**WHAT THIS TASK INVOLVES:**
State how many lines of the data below hold the string "main", giving nothing but the number.

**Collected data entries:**

§

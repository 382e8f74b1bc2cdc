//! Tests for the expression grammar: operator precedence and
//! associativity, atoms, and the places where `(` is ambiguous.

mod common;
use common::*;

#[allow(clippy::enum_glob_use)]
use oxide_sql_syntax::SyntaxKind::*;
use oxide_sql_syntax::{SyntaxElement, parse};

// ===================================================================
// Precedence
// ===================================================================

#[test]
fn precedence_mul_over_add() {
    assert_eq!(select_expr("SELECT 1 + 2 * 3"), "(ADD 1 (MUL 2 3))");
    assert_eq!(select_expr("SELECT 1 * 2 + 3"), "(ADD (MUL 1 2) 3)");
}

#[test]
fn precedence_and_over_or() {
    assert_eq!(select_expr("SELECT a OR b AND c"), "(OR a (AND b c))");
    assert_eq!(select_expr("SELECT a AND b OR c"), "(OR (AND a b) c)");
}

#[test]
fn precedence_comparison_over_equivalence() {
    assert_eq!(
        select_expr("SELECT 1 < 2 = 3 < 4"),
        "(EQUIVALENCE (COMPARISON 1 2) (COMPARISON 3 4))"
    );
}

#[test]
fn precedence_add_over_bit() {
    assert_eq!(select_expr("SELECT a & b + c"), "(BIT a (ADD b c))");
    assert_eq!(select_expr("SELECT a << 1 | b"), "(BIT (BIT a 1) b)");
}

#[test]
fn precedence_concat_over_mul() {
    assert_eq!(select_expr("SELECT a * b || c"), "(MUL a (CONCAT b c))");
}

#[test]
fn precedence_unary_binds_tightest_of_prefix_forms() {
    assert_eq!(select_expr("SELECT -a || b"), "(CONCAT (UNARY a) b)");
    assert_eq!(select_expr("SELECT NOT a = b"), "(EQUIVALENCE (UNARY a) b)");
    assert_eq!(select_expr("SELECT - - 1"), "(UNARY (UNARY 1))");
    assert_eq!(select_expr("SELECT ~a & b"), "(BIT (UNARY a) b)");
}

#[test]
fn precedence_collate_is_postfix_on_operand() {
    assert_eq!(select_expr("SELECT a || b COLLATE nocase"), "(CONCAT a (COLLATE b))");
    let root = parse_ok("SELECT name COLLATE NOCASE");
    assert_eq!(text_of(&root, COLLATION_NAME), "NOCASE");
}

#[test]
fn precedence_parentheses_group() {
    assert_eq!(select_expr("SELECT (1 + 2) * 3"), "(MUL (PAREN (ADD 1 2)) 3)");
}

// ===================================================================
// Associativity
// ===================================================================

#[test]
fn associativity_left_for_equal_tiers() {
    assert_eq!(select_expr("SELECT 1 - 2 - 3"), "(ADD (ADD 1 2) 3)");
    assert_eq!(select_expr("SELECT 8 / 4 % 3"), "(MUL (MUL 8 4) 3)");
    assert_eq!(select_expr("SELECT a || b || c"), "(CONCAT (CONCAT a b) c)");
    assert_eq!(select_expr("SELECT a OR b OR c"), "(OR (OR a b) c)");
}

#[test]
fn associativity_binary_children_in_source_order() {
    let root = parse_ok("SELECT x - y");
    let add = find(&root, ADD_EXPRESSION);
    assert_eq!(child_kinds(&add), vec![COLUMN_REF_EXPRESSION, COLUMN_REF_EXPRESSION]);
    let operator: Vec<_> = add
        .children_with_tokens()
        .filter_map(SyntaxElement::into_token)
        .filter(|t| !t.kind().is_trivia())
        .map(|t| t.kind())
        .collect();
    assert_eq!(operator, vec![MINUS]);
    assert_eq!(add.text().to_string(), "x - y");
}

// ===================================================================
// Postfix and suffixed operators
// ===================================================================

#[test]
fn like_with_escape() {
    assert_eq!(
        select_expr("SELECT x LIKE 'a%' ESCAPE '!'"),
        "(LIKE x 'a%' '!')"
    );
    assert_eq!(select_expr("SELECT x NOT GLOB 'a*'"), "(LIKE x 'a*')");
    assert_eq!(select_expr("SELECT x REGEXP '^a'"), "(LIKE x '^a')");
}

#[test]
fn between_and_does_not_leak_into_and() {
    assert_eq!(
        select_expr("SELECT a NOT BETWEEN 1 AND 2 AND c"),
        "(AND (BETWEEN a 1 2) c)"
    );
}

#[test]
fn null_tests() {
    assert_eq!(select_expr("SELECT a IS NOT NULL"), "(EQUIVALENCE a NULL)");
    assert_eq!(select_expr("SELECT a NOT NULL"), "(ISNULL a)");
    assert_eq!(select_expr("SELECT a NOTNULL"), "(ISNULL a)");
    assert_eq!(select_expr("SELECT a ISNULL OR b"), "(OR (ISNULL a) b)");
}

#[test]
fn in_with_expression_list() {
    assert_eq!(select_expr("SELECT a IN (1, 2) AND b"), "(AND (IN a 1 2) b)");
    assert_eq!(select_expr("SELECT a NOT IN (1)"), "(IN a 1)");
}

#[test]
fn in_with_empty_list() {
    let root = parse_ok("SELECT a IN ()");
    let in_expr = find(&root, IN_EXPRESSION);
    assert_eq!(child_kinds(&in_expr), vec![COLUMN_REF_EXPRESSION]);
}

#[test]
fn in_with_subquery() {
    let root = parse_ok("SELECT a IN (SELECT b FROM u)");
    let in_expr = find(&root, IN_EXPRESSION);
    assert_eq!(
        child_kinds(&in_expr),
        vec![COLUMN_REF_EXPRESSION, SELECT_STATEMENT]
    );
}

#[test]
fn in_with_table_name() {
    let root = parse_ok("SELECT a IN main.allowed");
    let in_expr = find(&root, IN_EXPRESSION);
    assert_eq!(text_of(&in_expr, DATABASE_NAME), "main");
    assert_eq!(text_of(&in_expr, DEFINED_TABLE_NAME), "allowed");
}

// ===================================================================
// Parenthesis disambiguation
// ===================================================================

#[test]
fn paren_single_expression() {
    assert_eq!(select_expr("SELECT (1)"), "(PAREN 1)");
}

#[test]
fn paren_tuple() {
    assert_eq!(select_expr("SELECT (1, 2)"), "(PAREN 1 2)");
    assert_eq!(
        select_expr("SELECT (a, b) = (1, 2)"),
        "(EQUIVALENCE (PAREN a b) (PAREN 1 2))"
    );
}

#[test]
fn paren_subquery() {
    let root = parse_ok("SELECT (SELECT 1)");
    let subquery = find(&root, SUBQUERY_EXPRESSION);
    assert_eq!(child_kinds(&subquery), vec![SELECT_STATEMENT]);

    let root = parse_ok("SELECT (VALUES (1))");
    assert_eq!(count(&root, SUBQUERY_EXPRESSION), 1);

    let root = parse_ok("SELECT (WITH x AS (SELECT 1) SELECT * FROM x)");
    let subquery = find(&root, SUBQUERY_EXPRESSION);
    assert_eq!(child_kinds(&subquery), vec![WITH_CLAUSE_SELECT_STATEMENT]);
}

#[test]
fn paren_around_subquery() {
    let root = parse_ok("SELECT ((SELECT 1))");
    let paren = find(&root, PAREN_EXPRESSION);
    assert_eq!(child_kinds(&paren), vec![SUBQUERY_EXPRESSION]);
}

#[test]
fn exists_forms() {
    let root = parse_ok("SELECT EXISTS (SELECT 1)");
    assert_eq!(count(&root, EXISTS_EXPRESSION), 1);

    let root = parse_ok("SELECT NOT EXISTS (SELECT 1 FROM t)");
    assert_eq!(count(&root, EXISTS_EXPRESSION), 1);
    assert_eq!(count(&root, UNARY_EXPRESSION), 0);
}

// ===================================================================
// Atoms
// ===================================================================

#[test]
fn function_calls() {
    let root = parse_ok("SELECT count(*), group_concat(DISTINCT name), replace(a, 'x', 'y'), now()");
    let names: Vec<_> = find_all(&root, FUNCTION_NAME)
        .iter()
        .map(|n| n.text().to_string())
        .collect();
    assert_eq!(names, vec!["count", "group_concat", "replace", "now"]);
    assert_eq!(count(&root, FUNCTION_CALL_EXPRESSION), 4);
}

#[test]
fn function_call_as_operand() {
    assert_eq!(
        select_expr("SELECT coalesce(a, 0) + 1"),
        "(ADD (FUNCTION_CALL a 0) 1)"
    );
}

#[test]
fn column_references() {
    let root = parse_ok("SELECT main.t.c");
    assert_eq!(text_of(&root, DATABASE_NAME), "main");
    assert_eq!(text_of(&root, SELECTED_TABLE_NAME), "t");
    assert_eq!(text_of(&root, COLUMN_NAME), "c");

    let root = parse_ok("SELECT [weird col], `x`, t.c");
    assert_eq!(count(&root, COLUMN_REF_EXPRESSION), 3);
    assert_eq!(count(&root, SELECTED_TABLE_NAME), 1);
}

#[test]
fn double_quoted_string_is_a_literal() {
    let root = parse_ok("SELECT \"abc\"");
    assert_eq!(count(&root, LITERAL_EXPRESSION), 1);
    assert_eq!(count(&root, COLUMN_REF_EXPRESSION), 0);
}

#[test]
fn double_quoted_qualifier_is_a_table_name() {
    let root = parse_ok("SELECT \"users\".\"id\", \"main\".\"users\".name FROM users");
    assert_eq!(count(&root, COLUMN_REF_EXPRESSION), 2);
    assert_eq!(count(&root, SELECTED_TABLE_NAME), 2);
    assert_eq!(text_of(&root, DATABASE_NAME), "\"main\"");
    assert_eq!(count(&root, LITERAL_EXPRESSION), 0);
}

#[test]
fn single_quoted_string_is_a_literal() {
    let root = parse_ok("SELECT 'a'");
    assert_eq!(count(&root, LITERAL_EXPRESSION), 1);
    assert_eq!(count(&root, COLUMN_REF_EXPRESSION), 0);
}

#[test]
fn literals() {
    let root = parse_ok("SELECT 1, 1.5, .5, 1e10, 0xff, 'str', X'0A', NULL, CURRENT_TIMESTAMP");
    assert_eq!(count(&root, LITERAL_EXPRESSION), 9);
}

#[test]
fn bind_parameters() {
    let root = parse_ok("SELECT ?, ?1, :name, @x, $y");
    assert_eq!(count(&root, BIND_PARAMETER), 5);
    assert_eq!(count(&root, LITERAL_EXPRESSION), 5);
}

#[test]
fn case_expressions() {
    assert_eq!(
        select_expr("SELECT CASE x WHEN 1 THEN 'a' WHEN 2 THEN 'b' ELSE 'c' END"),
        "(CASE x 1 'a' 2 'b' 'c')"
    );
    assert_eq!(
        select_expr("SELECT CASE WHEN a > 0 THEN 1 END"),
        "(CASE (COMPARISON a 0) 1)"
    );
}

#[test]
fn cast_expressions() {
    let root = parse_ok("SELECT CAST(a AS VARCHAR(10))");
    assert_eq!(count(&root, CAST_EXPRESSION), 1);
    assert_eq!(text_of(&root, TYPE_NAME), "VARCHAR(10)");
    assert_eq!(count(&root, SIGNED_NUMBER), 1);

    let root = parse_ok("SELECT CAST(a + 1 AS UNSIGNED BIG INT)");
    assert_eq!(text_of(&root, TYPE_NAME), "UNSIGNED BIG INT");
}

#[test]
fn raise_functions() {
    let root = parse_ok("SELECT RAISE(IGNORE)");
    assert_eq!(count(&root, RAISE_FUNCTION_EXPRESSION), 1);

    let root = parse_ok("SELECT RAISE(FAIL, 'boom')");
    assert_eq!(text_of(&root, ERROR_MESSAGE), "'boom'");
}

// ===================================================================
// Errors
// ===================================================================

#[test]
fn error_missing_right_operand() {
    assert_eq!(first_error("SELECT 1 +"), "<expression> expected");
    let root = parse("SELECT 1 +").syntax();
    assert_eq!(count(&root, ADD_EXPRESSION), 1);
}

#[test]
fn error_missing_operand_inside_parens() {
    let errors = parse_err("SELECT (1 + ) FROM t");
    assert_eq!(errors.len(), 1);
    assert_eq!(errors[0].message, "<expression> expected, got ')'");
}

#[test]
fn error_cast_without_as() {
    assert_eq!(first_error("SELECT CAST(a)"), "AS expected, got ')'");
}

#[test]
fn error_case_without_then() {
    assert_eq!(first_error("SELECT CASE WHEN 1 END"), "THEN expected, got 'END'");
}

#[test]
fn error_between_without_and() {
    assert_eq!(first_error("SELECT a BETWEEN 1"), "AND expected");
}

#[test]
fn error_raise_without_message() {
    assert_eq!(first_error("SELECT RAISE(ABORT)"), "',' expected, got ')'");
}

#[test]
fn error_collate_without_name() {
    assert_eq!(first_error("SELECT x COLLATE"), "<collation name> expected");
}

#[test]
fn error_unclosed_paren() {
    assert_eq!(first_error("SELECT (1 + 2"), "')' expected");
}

§

**ANSWER TO THIS TASK:**
6